What this task involves.
Counting only lines that contain "AnnealingSchedule", state the total found in the material below. Add nothing else.

*** Dataset records ***

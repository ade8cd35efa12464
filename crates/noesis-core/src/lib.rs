//! Core types, errors, and collaborator traits for Noesis.
//!
//! Noesis is a query orchestration layer sitting in front of several
//! independent knowledge domains, each backed by a vector similarity
//! store and a property graph store. This crate defines everything the
//! orchestration components share:
//!
//! - The [`Domain`](types::Domain) enumeration and transient result
//!   types (`SearchHit`, `QueryResult`, `ConnectionPath`, ...)
//! - The [`Error`](error::Error) taxonomy and `Result` alias
//! - Collaborator traits for the external store boundary
//!   ([`VectorStore`](traits::VectorStore),
//!   [`GraphStore`](traits::GraphStore),
//!   [`EmbeddingProvider`](embedding::EmbeddingProvider))
//! - The validated [`DomainRegistry`](registry::DomainRegistry) holding
//!   dependency-injected store handles

pub mod embedding;
pub mod error;
pub mod registry;
pub mod traits;
pub mod types;

// Re-exports for convenience
pub use embedding::{EmbeddingProvider, HashingEmbedder, cosine_similarity};
pub use error::{Error, Result};
pub use registry::{DomainRegistry, DomainRegistryBuilder, DomainStores};
pub use traits::{GraphStore, VectorStore};
pub use types::{
    ConnectionPath, Domain, DomainWarning, EdgeDirection, GraphConnection, GraphEdge, GraphNode,
    PathRelation, PathStep, QueryResult, RouterDecision, SearchHit, SearchReport, VectorMatch,
    VectorRecord,
};
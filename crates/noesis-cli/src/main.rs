//! Entry point for the `noesis` binary.

mod app;
mod cli;
mod config;
mod seed;

use clap::Parser;

use crate::app::NoesisApp;
use crate::cli::CliArgs;

#[tokio::main]
async fn main() {
    let args = CliArgs::parse();

    let app = match NoesisApp::from_args(&args) {
        Ok(app) => app,
        Err(err) => {
            eprintln!("error: {err}");
            std::process::exit(1);
        }
    };

    if let Err(err) = app.run(args).await {
        eprintln!("error: {err}");
        std::process::exit(1);
    }
}
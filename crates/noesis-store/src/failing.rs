//! Misbehaving store doubles for failure-isolation tests.

use std::time::Duration;

use async_trait::async_trait;

use noesis_core::error::{Error, Result};
use noesis_core::traits::{GraphStore, VectorStore};
use noesis_core::types::{EdgeDirection, GraphEdge, GraphNode, VectorMatch};

/// A vector store whose every search fails.
pub struct FailingVectorStore;

#[async_trait]
impl VectorStore for FailingVectorStore {
    async fn search(&self, _vector: &[f32], _k: usize) -> Result<Vec<VectorMatch>> {
        Err(Error::store("backend offline"))
    }
}

/// A graph store whose every lookup fails.
pub struct FailingGraphStore;

#[async_trait]
impl GraphStore for FailingGraphStore {
    async fn get_node(&self, _id: &str) -> Result<Option<GraphNode>> {
        Err(Error::store("backend offline"))
    }

    async fn get_edges(
        &self,
        _node_id: &str,
        _direction: EdgeDirection,
    ) -> Result<Vec<GraphEdge>> {
        Err(Error::store("backend offline"))
    }

    async fn find_node_by_name(&self, _name: &str) -> Result<Option<GraphNode>> {
        Err(Error::store("backend offline"))
    }
}

/// A vector store that stalls before answering, for deadline tests.
pub struct SlowVectorStore {
    delay: Duration,
    matches: Vec<VectorMatch>,
}

impl SlowVectorStore {
    /// Create a store that sleeps for `delay` before returning `matches`.
    pub fn new(delay: Duration, matches: Vec<VectorMatch>) -> Self {
        Self { delay, matches }
    }
}

#[async_trait]
impl VectorStore for SlowVectorStore {
    async fn search(&self, _vector: &[f32], k: usize) -> Result<Vec<VectorMatch>> {
        tokio::time::sleep(self.delay).await;
        let mut matches = self.matches.clone();
        matches.truncate(k);
        Ok(matches)
    }
}
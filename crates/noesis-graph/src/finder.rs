//! Breadth-first connection discovery across domain graphs.
//!
//! The finder treats the per-domain property graphs as one federated
//! graph: a node id that exists in more than one domain is the same
//! concept, so a traversal can cross from one domain's graph into
//! another's through it. BFS guarantees the returned path has the
//! fewest hops; deterministic edge and domain ordering guarantees the
//! same path every time.

use std::collections::{HashMap, HashSet};
use std::sync::Arc;

use tracing::{debug, warn};

use noesis_core::error::{Error, Result};
use noesis_core::registry::DomainRegistry;
use noesis_core::types::{ConnectionPath, Domain, EdgeDirection, PathRelation, PathStep};

/// Default traversal bound, in hops.
pub const DEFAULT_MAX_HOPS: usize = 6;

/// A node's location in the federated graph.
type Locus = (Domain, String);

/// Finds shortest relationship paths between two concepts.
pub struct ConnectionFinder {
    registry: Arc<DomainRegistry>,
    max_hops: usize,
}

impl ConnectionFinder {
    /// Create a finder with the default hop bound.
    pub fn new(registry: Arc<DomainRegistry>) -> Self {
        Self {
            registry,
            max_hops: DEFAULT_MAX_HOPS,
        }
    }

    /// Set the traversal bound; clamped to at least 1 hop.
    pub fn with_max_hops(mut self, max_hops: usize) -> Self {
        self.max_hops = max_hops.max(1);
        self
    }

    /// Find the shortest path between two concepts.
    ///
    /// Concepts are resolved first as exact node ids, then by name
    /// lookup, across domains in lexicographic order. An exhausted
    /// search returns an empty [`ConnectionPath`], not an error.
    ///
    /// # Errors
    ///
    /// - `InvalidQuery` when either concept is blank
    /// - `UnknownConcept` when either concept resolves in no domain
    pub async fn find(&self, from: &str, to: &str) -> Result<ConnectionPath> {
        let start = self.resolve(from).await?;
        let goal = self.resolve(to).await?;
        debug!(
            from = %start.1, from_domain = %start.0,
            to = %goal.1, to_domain = %goal.0,
            "finding connection"
        );

        // Same concept: a zero-hop path, not an empty one.
        if start.1 == goal.1 {
            return Ok(ConnectionPath {
                steps: vec![PathStep {
                    node_id: start.1,
                    domain: start.0,
                    relation_to_next: None,
                }],
            });
        }

        let mut visited: HashSet<Locus> = HashSet::from([start.clone()]);
        let mut parents: HashMap<Locus, (Locus, PathRelation)> = HashMap::new();
        let mut frontier = vec![start];

        for _ in 0..self.max_hops {
            let mut next = Vec::new();
            for locus in frontier {
                let (home, ref id) = locus;
                // A shared id is one concept: collect its edges from
                // every domain graph that anchors any, home first.
                for domain in self.domain_order(home) {
                    let mut edges = match self
                        .registry
                        .get(domain)?
                        .graph
                        .get_edges(id, EdgeDirection::Both)
                        .await
                    {
                        Ok(edges) => edges,
                        Err(err) => {
                            warn!(domain = %domain, id = %id, error = %err, "edge expansion failed");
                            continue;
                        }
                    };
                    // Deterministic expansion order regardless of store.
                    edges.sort_by(|a, b| a.relation.cmp(&b.relation).then_with(|| a.to.cmp(&b.to)));

                    for edge in edges {
                        let outgoing = edge.from == *id;
                        let neighbor_id = if outgoing { edge.to } else { edge.from };
                        if neighbor_id == *id {
                            continue;
                        }
                        let Some(neighbor) = self.locate(domain, &neighbor_id).await else {
                            continue;
                        };
                        if !visited.insert(neighbor.clone()) {
                            continue;
                        }
                        parents.insert(
                            neighbor.clone(),
                            (
                                locus.clone(),
                                PathRelation {
                                    relation: edge.relation.clone(),
                                    outgoing,
                                },
                            ),
                        );
                        if neighbor.1 == goal.1 {
                            return Ok(reconstruct(neighbor, &parents));
                        }
                        next.push(neighbor);
                    }
                }
            }
            if next.is_empty() {
                break;
            }
            frontier = next;
        }

        Ok(ConnectionPath::empty())
    }

    /// Resolve a concept to its home domain and node id: exact id
    /// match first, then name lookup, each scanning domains in
    /// lexicographic order.
    async fn resolve(&self, concept: &str) -> Result<Locus> {
        let trimmed = concept.trim();
        if trimmed.is_empty() {
            return Err(Error::invalid_query("concept is empty"));
        }

        for domain in self.registry.domains() {
            match self.registry.get(domain)?.graph.get_node(trimmed).await {
                Ok(Some(node)) => return Ok((domain, node.id)),
                Ok(None) => {}
                Err(err) => warn!(domain = %domain, error = %err, "node lookup failed"),
            }
        }

        for domain in self.registry.domains() {
            match self
                .registry
                .get(domain)?
                .graph
                .find_node_by_name(trimmed)
                .await
            {
                Ok(Some(node)) => return Ok((domain, node.id)),
                Ok(None) => {}
                Err(err) => warn!(domain = %domain, error = %err, "name lookup failed"),
            }
        }

        Err(Error::unknown_concept(trimmed))
    }

    /// Domains with `home` first, then the rest in lexicographic
    /// order.
    fn domain_order(&self, home: Domain) -> Vec<Domain> {
        let mut order = vec![home];
        order.extend(self.registry.domains().into_iter().filter(|d| *d != home));
        order
    }

    /// Locate the domain a neighbor id lives in: the edge's home
    /// domain first, then the others in lexicographic order. An id
    /// with no real node anywhere is not traversable.
    async fn locate(&self, home: Domain, id: &str) -> Option<Locus> {
        for domain in self.domain_order(home) {
            let Ok(stores) = self.registry.get(domain) else {
                continue;
            };
            match stores.graph.get_node(id).await {
                Ok(Some(node)) => return Some((domain, node.id)),
                Ok(None) => {}
                Err(err) => warn!(domain = %domain, id, error = %err, "node lookup failed"),
            }
        }
        None
    }
}

/// Rebuild the path from the parent links, start to goal.
fn reconstruct(goal: Locus, parents: &HashMap<Locus, (Locus, PathRelation)>) -> ConnectionPath {
    let mut steps = vec![PathStep {
        node_id: goal.1.clone(),
        domain: goal.0,
        relation_to_next: None,
    }];

    let mut current = goal;
    while let Some((parent, relation)) = parents.get(&current) {
        steps.push(PathStep {
            node_id: parent.1.clone(),
            domain: parent.0,
            relation_to_next: Some(relation.clone()),
        });
        current = parent.clone();
    }

    steps.reverse();
    ConnectionPath { steps }
}
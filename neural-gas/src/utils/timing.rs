use crate::utils::Float;
use std::time::Instant;

/// Implements performance timer functionality.
#[derive(Clone)]
pub struct Timer {
    start: Instant,
}

impl Timer {
    /// Starts a new timer.
    pub fn start() -> Self {
        Self { start: Instant::now() }
    }

    /// Returns elapsed time in seconds.
    pub fn elapsed_secs_as_float(&self) -> Float {
        self.start.elapsed().as_secs_f64() as Float
    }

    /// Returns elapsed time in milliseconds.
    pub fn elapsed_millis(&self) -> u128 {
        self.start.elapsed().as_millis()
    }
}
//! A crate with helper functionality used by command line interface to Neural Gas trainer:
//! reading datasets and writing trained prototypes.

#![warn(missing_docs)]

pub mod extensions;
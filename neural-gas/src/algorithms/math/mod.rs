//! This module contains some math related functionality.

mod distance;
pub use self::distance::*;
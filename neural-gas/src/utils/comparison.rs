#[cfg(test)]
#[path = "../../tests/unit/utils/comparison_test.rs"]
mod comparison_test;

use crate::utils::Float;
use std::cmp::Ordering;

/// Compares floating point numbers, `NaN` is considered as the greatest value.
#[inline]
pub fn compare_floats(a: Float, b: Float) -> Ordering {
    match a.partial_cmp(&b) {
        Some(ordering) => ordering,
        None => match (a.is_nan(), b.is_nan()) {
            (true, false) => Ordering::Greater,
            (false, true) => Ordering::Less,
            _ => Ordering::Equal,
        },
    }
}

/// Compares floating point numbers by reference.
#[inline]
pub fn compare_floats_refs(a: &Float, b: &Float) -> Ordering {
    compare_floats(*a, *b)
}
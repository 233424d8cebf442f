//! This module reimports a common used types.

pub use crate::algorithms::gas::Input;
pub use crate::algorithms::gas::NeuralGasBuilder;
pub use crate::algorithms::gas::NeuralGasConfig;
pub use crate::algorithms::gas::NeuralGasTrainer;
pub use crate::algorithms::gas::PrototypeStore;
pub use crate::algorithms::gas::TelemetryMode;
pub use crate::algorithms::gas::TrainingMetrics;
pub use crate::algorithms::gas::{DecayRange, ScheduleParams};

pub use crate::utils::compare_floats;
pub use crate::utils::DefaultRandom;
pub use crate::utils::Environment;
pub use crate::utils::Float;
pub use crate::utils::InfoLogger;
pub use crate::utils::Random;
pub use crate::utils::{GenericError, GenericResult};
pub use crate::utils::{TrainingError, TrainingResult};
#[cfg(test)]
#[path = "../../../tests/unit/algorithms/gas/schedule_test.rs"]
mod schedule_test;

use super::*;

/// Default learning rate range.
pub const DEFAULT_LEARNING_RATE: DecayRange = DecayRange { initial: 0.5, last: 0.005 };

/// Default final neighborhood width. The initial one depends on the amount of prototypes.
pub const DEFAULT_FINAL_NEIGHBORHOOD_WIDTH: Float = 0.01;

/// Specifies a range of a parameter linearly decayed over the training.
#[derive(Clone, Copy, Debug, PartialEq)]
pub struct DecayRange {
    /// A value at the first iteration.
    pub initial: Float,
    /// A value approached at the end of training.
    pub last: Float,
}

impl DecayRange {
    /// Creates a new instance of `DecayRange`.
    pub fn new(initial: Float, last: Float) -> Self {
        Self { initial, last }
    }

    /// Returns default neighborhood width range for given amount of prototypes.
    pub fn default_neighborhood_width(neurons: usize) -> Self {
        Self { initial: neurons as Float / 2., last: DEFAULT_FINAL_NEIGHBORHOOD_WIDTH }
    }
}

/// Parameters used by adaptation step on a specific iteration.
#[derive(Clone, Copy, Debug, PartialEq)]
pub struct ScheduleParams {
    /// Learning rate (alpha).
    pub learning_rate: Float,
    /// Neighborhood width (lambda).
    pub neighborhood_width: Float,
}

/// Linearly interpolates from `initial` at `time = 0` to `last` at `time = total`.
pub fn decay(initial: Float, last: Float, time: usize, total: usize) -> TrainingResult<Float> {
    if total == 0 {
        return Err(TrainingError::invalid_configuration("total amount of iterations must be positive"));
    }

    Ok(linear_decay(initial, last, time, total))
}

fn linear_decay(initial: Float, last: Float, time: usize, total: usize) -> Float {
    initial - (initial - last) * (time as Float / total as Float)
}

/// Computes learning rate and neighborhood width for an iteration.
#[derive(Clone, Debug)]
pub struct AnnealingSchedule {
    learning_rate: DecayRange,
    neighborhood_width: DecayRange,
    iterations: usize,
}

impl AnnealingSchedule {
    /// Creates a new instance of `AnnealingSchedule`.
    pub fn new(learning_rate: DecayRange, neighborhood_width: DecayRange, iterations: usize) -> TrainingResult<Self> {
        if iterations == 0 {
            return Err(TrainingError::invalid_configuration("amount of iterations must be positive"));
        }

        let is_learning_rate = |value: Float| value.is_finite() && (0. ..=1.).contains(&value);
        if !is_learning_rate(learning_rate.initial) || !is_learning_rate(learning_rate.last) {
            return Err(TrainingError::invalid_configuration(format!(
                "learning rate must be in [0, 1], got {} -> {}",
                learning_rate.initial, learning_rate.last
            )));
        }

        let is_width = |value: Float| value.is_finite() && value > 0.;
        if !is_width(neighborhood_width.initial) || !is_width(neighborhood_width.last) {
            return Err(TrainingError::invalid_configuration(format!(
                "neighborhood width must be positive, got {} -> {}",
                neighborhood_width.initial, neighborhood_width.last
            )));
        }

        Ok(Self { learning_rate, neighborhood_width, iterations })
    }

    /// Returns total amount of iterations.
    pub fn iterations(&self) -> usize {
        self.iterations
    }

    /// Returns parameters for the given iteration.
    pub fn params_at(&self, time: usize) -> ScheduleParams {
        ScheduleParams {
            learning_rate: linear_decay(self.learning_rate.initial, self.learning_rate.last, time, self.iterations),
            neighborhood_width: linear_decay(
                self.neighborhood_width.initial,
                self.neighborhood_width.last,
                time,
                self.iterations,
            ),
        }
    }
}
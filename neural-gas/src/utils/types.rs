/// Alias to a scalar floating type.
///
/// NOTE: weights are accumulated over many small updates, so `f64` is used to keep the precision
/// of late iterations where the learning rate is tiny.
pub type Float = f64;
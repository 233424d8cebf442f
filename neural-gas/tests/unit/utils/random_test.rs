use super::*;

#[test]
fn can_produce_same_sequence_for_same_seed() {
    let first = DefaultRandom::new_repeatable(7);
    let second = DefaultRandom::new_repeatable(7);

    let first = (0..100).map(|_| first.uniform_real(0., 1.)).collect::<Vec<_>>();
    let second = (0..100).map(|_| second.uniform_real(0., 1.)).collect::<Vec<_>>();

    assert_eq!(first, second);
}

#[test]
fn can_keep_values_within_bounds() {
    let random = DefaultRandom::new_repeatable(0);

    (0..10000).for_each(|_| {
        let int = random.uniform_int(0, 9);
        let real = random.uniform_real(0., 1.);

        assert!((0..=9).contains(&int));
        assert!((0. ..1.).contains(&real));
    });
}

#[test]
fn can_sample_all_ints_of_closed_interval() {
    let random = DefaultRandom::new_repeatable(1);
    let mut counter = [0_usize; 4];

    (0..4000).for_each(|_| counter[random.uniform_int(0, 3) as usize] += 1);

    counter.iter().for_each(|&count| {
        let ratio = count as Float / 4000.;
        assert!((ratio - 0.25).abs() < 0.05, "unexpected ratio: {ratio}");
    });
}

#[test]
fn can_return_bound_for_degenerated_interval() {
    let random = DefaultRandom::default();

    assert_eq!(random.uniform_int(5, 5), 5);
    assert_eq!(random.uniform_real(0.5, 0.5), 0.5);
}
//! A command line interface to *Neural Gas* trainer.

mod commands;

use crate::commands::create_write_buffer;
use crate::commands::train::{get_train_app, run_train};
use clap::Command;
use std::process;

fn main() {
    let matches = Command::new("Neural Gas Trainer")
        .version(env!("CARGO_PKG_VERSION"))
        .about("A command line interface to Neural Gas trainer")
        .subcommand(get_train_app())
        .get_matches();

    let result = match matches.subcommand() {
        Some(("train", train_matches)) => run_train(train_matches, create_write_buffer),
        _ => Err("no subcommand was used. Use -h to print help information.".to_string()),
    };

    if let Err(err) = result {
        eprintln!("{err}");
        process::exit(1);
    }
}
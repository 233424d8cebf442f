//! Provides the way to write trained prototypes.

#[cfg(test)]
#[path = "../../tests/unit/extensions/output_test.rs"]
mod output_test;

use neural_gas::prelude::{Float, GenericResult, PrototypeStore};
use serde::Serialize;
use std::io::{BufWriter, Write};

/// A serializable representation of a trained network.
#[derive(Clone, Debug, Serialize)]
#[serde(rename_all = "camelCase")]
pub struct PrototypesOutput {
    /// Weights of trained prototypes.
    pub prototypes: Vec<Vec<Float>>,
    /// Average squared distance from the dataset vectors to their nearest prototypes.
    pub quantization_error: Float,
}

/// Writes prototypes as text, one `W[index]: [w0, w1, ...]` line per prototype.
pub fn write_text_prototypes<W: Write>(mut writer: BufWriter<W>, store: &PrototypeStore) -> GenericResult<()> {
    store.iter().enumerate().try_for_each(|(index, prototype)| {
        let weights = prototype.weights.iter().map(|weight| weight.to_string()).collect::<Vec<_>>().join(", ");
        writeln!(writer, "W[{index}]: [{weights}]")
    })?;

    writer.flush().map_err(|err| err.into())
}

/// Writes prototypes with quantization error as json.
pub fn write_json_prototypes<W: Write>(
    mut writer: BufWriter<W>,
    store: &PrototypeStore,
    quantization_error: Float,
) -> GenericResult<()> {
    let output = PrototypesOutput { prototypes: store.clone().into_weights(), quantization_error };

    serde_json::to_writer_pretty(&mut writer, &output).map_err(|err| format!("cannot write json: '{err}'"))?;
    writer.flush().map_err(|err| err.into())
}
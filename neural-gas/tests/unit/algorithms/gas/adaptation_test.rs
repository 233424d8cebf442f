use super::*;
use crate::helpers::algorithms::gas::create_test_store;
use proptest::prelude::*;

#[test]
fn can_give_full_influence_to_nearest_prototype() {
    [0.01, 0.5, 1., 2., 100.].iter().for_each(|&width| {
        assert_eq!(neighborhood_influence(0, width), 1.);
    });
}

#[test]
fn can_calculate_neighborhood_influence() {
    assert!((neighborhood_influence(1, 1.) - (-1_f64).exp()).abs() < 1E-12);
    assert!((neighborhood_influence(2, 0.5) - (-4_f64).exp()).abs() < 1E-12);
    assert!(neighborhood_influence(3, 0.01) < 1E-100);
}

proptest! {
    #[test]
    fn can_decrease_influence_with_rank(rank in 0_usize..50, width in 0.5..50.) {
        prop_assert!(neighborhood_influence(rank, width) > neighborhood_influence(rank + 1, width));
    }
}

#[test]
fn can_adapt_all_prototypes_by_rank() {
    let mut store = create_test_store(&[&[0., 0.], &[1., 1.], &[4., 4.]]);
    let sample = [1., 1.];
    let ranking = rank_prototypes(&sample, &store).unwrap();
    let params = ScheduleParams { learning_rate: 0.5, neighborhood_width: 1. };

    adapt(&mut store, ranking.as_slice(), &sample, params).unwrap();

    // rank 0: prototype 1 already in sample, rank 1: prototype 0, rank 2: prototype 2
    let rate_rank1 = 0.5 * (-1_f64).exp();
    let rate_rank2 = 0.5 * (-2_f64).exp();
    assert_close!(store.get(1).unwrap().weights, [1., 1.], 1E-12);
    assert_close!(store.get(0).unwrap().weights, [rate_rank1, rate_rank1], 1E-12);
    assert_close!(store.get(2).unwrap().weights, [4. - 3. * rate_rank2, 4. - 3. * rate_rank2], 1E-12);
}

#[test]
fn can_move_nearest_prototype_by_learning_rate() {
    let mut store = create_test_store(&[&[0., 0.]]);
    let ranking = rank_prototypes(&[1., 2.], &store).unwrap();

    adapt(&mut store, ranking.as_slice(), &[1., 2.], ScheduleParams { learning_rate: 0.25, neighborhood_width: 0.5 })
        .unwrap();

    assert_eq!(store.get(0).unwrap().weights, vec![0.25, 0.5]);
}

#[test]
fn can_keep_prototypes_for_zero_learning_rate() {
    let mut store = create_test_store(&[&[0., 0.], &[1., 1.]]);
    let original = store.clone();
    let ranking = rank_prototypes(&[0.5, 0.2], &store).unwrap();

    adapt(&mut store, ranking.as_slice(), &[0.5, 0.2], ScheduleParams { learning_rate: 0., neighborhood_width: 1. })
        .unwrap();

    assert_eq!(store, original);
}

#[test]
fn can_reject_invalid_adaptation_input() {
    let mut store = create_test_store(&[&[0., 0.], &[1., 1.]]);
    let params = ScheduleParams { learning_rate: 0.5, neighborhood_width: 1. };
    let ranking = rank_prototypes(&[0., 0.], &store).unwrap();

    assert_eq!(
        adapt(&mut store, ranking.as_slice(), &[0.], params),
        Err(TrainingError::DimensionMismatch { index: 0, expected: 2, actual: 1 })
    );
    assert!(matches!(
        adapt(&mut store, &ranking[..1], &[0., 0.], params),
        Err(TrainingError::InvalidConfiguration(_))
    ));
    assert!(matches!(
        adapt(
            &mut store,
            &[RankEntry { distance: 0., index: 0 }, RankEntry { distance: 0., index: 7 }],
            &[0., 0.],
            params
        ),
        Err(TrainingError::InvalidConfiguration(_))
    ));
}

*** End of Dataset records ***

Reply.
3